__TASK REQUIREMENTS__
Report every line of the data where the string "None" appears.

*** EXERCISE DATA

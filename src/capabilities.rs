//! Capability negotiation: what the client advertises and what the server
//! answered with.

use lsp_types::{
	ClientCapabilities, CompletionClientCapabilities, CompletionItemCapability,
	GeneralClientCapabilities, HoverClientCapabilities, MarkupKind, OneOf, PositionEncodingKind,
	PublishDiagnosticsClientCapabilities, RenameClientCapabilities, ServerCapabilities,
	SignatureHelpClientCapabilities, TextDocumentClientCapabilities, TextDocumentSyncCapability,
	TextDocumentSyncKind, WindowClientCapabilities, WorkspaceClientCapabilities,
};

use crate::ledger::RequestCategory;

/// Negotiated strategy for informing the server of edits.
#[derive(Debug, Clone, Copy, PartialEq, Eq, Default)]
pub enum SyncKind {
	/// Server declines to be informed of edits.
	#[default]
	None,
	/// Every change carries the full document text.
	Full,
	/// Changes are sent as ordered range-replacement deltas.
	Incremental,
}

/// The server's negotiated capabilities, parsed once after `initialize` and
/// immutable for the session's life.
#[derive(Debug, Clone)]
pub struct NegotiatedCapabilities {
	sync_kind: SyncKind,
	raw: ServerCapabilities,
}

impl NegotiatedCapabilities {
	/// Parse the raw `initialize` result into the fixed descriptor.
	pub fn new(raw: ServerCapabilities) -> Self {
		let sync_kind = match &raw.text_document_sync {
			Some(TextDocumentSyncCapability::Kind(kind)) => kind_to_sync(*kind),
			Some(TextDocumentSyncCapability::Options(opts)) => {
				opts.change.map(kind_to_sync).unwrap_or(SyncKind::None)
			}
			None => SyncKind::None,
		};
		Self { sync_kind, raw }
	}

	/// The negotiated document synchronization strategy.
	pub fn sync_kind(&self) -> SyncKind {
		self.sync_kind
	}

	/// Whether the server advertises support for a request category.
	///
	/// `Initialize` and `Shutdown` are part of the base protocol and always
	/// supported.
	pub fn supports(&self, category: RequestCategory) -> bool {
		let caps = &self.raw;
		match category {
			RequestCategory::Initialize | RequestCategory::Shutdown => true,
			RequestCategory::Completion => caps.completion_provider.is_some(),
			RequestCategory::Hover => caps.hover_provider.is_some(),
			RequestCategory::Definition => one_of_set(&caps.definition_provider),
			RequestCategory::References => one_of_set(&caps.references_provider),
			RequestCategory::DocumentSymbol => one_of_set(&caps.document_symbol_provider),
			RequestCategory::Formatting => one_of_set(&caps.document_formatting_provider),
			RequestCategory::RangeFormatting => {
				one_of_set(&caps.document_range_formatting_provider)
			}
			RequestCategory::CodeAction => caps.code_action_provider.is_some(),
			RequestCategory::SignatureHelp => caps.signature_help_provider.is_some(),
			RequestCategory::Rename => match &caps.rename_provider {
				Some(OneOf::Left(enabled)) => *enabled,
				Some(OneOf::Right(_)) => true,
				None => false,
			},
			RequestCategory::ExecuteCommand => caps.execute_command_provider.is_some(),
		}
	}

	/// The raw server capabilities, for collaborators needing per-category
	/// options beyond the boolean gate.
	pub fn raw(&self) -> &ServerCapabilities {
		&self.raw
	}
}

fn kind_to_sync(kind: TextDocumentSyncKind) -> SyncKind {
	if kind == TextDocumentSyncKind::FULL {
		SyncKind::Full
	} else if kind == TextDocumentSyncKind::INCREMENTAL {
		SyncKind::Incremental
	} else {
		SyncKind::None
	}
}

fn one_of_set<T>(provider: &Option<OneOf<bool, T>>) -> bool {
	match provider {
		Some(OneOf::Left(enabled)) => *enabled,
		Some(OneOf::Right(_)) => true,
		None => false,
	}
}

/// Build the client capabilities advertised during `initialize`.
pub fn client_capabilities(enable_snippets: bool) -> ClientCapabilities {
	ClientCapabilities {
		workspace: Some(WorkspaceClientCapabilities {
			apply_edit: Some(true),
			workspace_folders: Some(true),
			configuration: Some(true),
			execute_command: Some(lsp_types::DynamicRegistrationClientCapabilities {
				dynamic_registration: Some(false),
			}),
			workspace_edit: Some(lsp_types::WorkspaceEditClientCapabilities {
				document_changes: Some(true),
				failure_handling: Some(lsp_types::FailureHandlingKind::Abort),
				..Default::default()
			}),
			..Default::default()
		}),
		text_document: Some(TextDocumentClientCapabilities {
			completion: Some(CompletionClientCapabilities {
				completion_item: Some(CompletionItemCapability {
					snippet_support: Some(enable_snippets),
					insert_replace_support: Some(true),
					deprecated_support: Some(true),
					..Default::default()
				}),
				..Default::default()
			}),
			hover: Some(HoverClientCapabilities {
				content_format: Some(vec![MarkupKind::Markdown]),
				..Default::default()
			}),
			signature_help: Some(SignatureHelpClientCapabilities {
				..Default::default()
			}),
			rename: Some(RenameClientCapabilities {
				dynamic_registration: Some(false),
				prepare_support: Some(true),
				..Default::default()
			}),
			formatting: Some(lsp_types::DocumentFormattingClientCapabilities {
				dynamic_registration: Some(false),
			}),
			range_formatting: Some(lsp_types::DocumentRangeFormattingClientCapabilities {
				dynamic_registration: Some(false),
			}),
			publish_diagnostics: Some(PublishDiagnosticsClientCapabilities {
				version_support: Some(true),
				..Default::default()
			}),
			..Default::default()
		}),
		window: Some(WindowClientCapabilities {
			work_done_progress: Some(true),
			..Default::default()
		}),
		general: Some(GeneralClientCapabilities {
			position_encodings: Some(vec![PositionEncodingKind::UTF16]),
			..Default::default()
		}),
		..Default::default()
	}
}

******

__RESULT OF THIS EXERCISE__
	None,
				opts.change.map(kind_to_sync).unwrap_or(SyncKind::None)
			None => SyncKind::None,
				None => false,
		SyncKind::None
		None => false,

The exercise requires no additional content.